Assessing Soil Quality

Soil quality, often referred to as soil health, is a topic that continues to receive much attention.  As producers continue to push for greater yields and improved economics in their crop production system, more emphasis is being placed on the soil environment and its ability to produce a healthy crop in a sustainable way.  However, evaluating soil quality is not always as simple as pulling a soil sample and sending it to the lab.

The USDA-NRCS defines soil quality as “the continued capacity of soil to function as a vital living ecosystem that sustains plants, animals, and humans”.  As evidenced by this definition, there is no one set parameter by which one measures soil quality.  The term can be interpreted in a number of ways depending on the situation.  Different soils in different locations will have different forms of “quality”, so the producer must learn to understand the capabilities of their soil and temper their expectations according to that capability.

One of the most fundamental steps to take when evaluating and managing for soil quality is to understand the soil that you are working with.

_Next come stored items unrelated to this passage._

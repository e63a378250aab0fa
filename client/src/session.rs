use std::fmt;

/// The signed-in user, passed explicitly to calls that need one.
#[derive(Clone, PartialEq, Eq)]
pub struct Session {
    pub user_id: String,
    pub token: Option<String>,
}

impl Session {
    pub fn new(user_id: impl Into<String>) -> Self {
        Self {
            user_id: user_id.into(),
            token: None,
        }
    }

    pub fn with_token(mut self, token: impl Into<String>) -> Self {
        self.token = Some(token.into());
        self
    }

    pub fn bearer(&self) -> Option<String> {
        self.token.as_deref().map(|token| format!("Bearer {token}"))
    }
}

impl fmt::Debug for Session {
    fn fmt(&self, f: &mut fmt::Formatter<'_>) -> fmt::Result {
        f.debug_struct("Session")
            .field("user_id", &self.user_id)
            .field("token", &self.token.as_ref().map(|_| "<redacted>"))
            .finish()
    }
}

Some properties of the soil cannot be practically changed.  These properties, known as inherent soil properties, are a result of how the soil was formed.  One example of this is soil texture.  A sandy soil will, for all practical purposes, always be a sandy soil.  Short of incorporating a huge amount of silt or clay, there is nothing you can do to change this. Massive changes like this can also result in negative impacts on the soil. However, there are other soil properties that can be influenced somewhat by management.  These properties, known as dynamic soil properties, can be influenced by how the soil is managed.  For example, soil organic matter content is a dynamic soil property.  It can change, however slowly, by how you manage tillage and crop residues. Soil structure can also be improved through proper soil management, again these changes take years to have a significant positive impact.

 A number of different assessments should be made, including a thorough examination of the physical properties of the soil. While soil health testing methods are being developed, these are not standardized today and interpretation of results still require validation. In addition, a standard soil test is also an important way to evaluate the chemical properties of the soil to ensure that nutrient levels are appropriate for growth.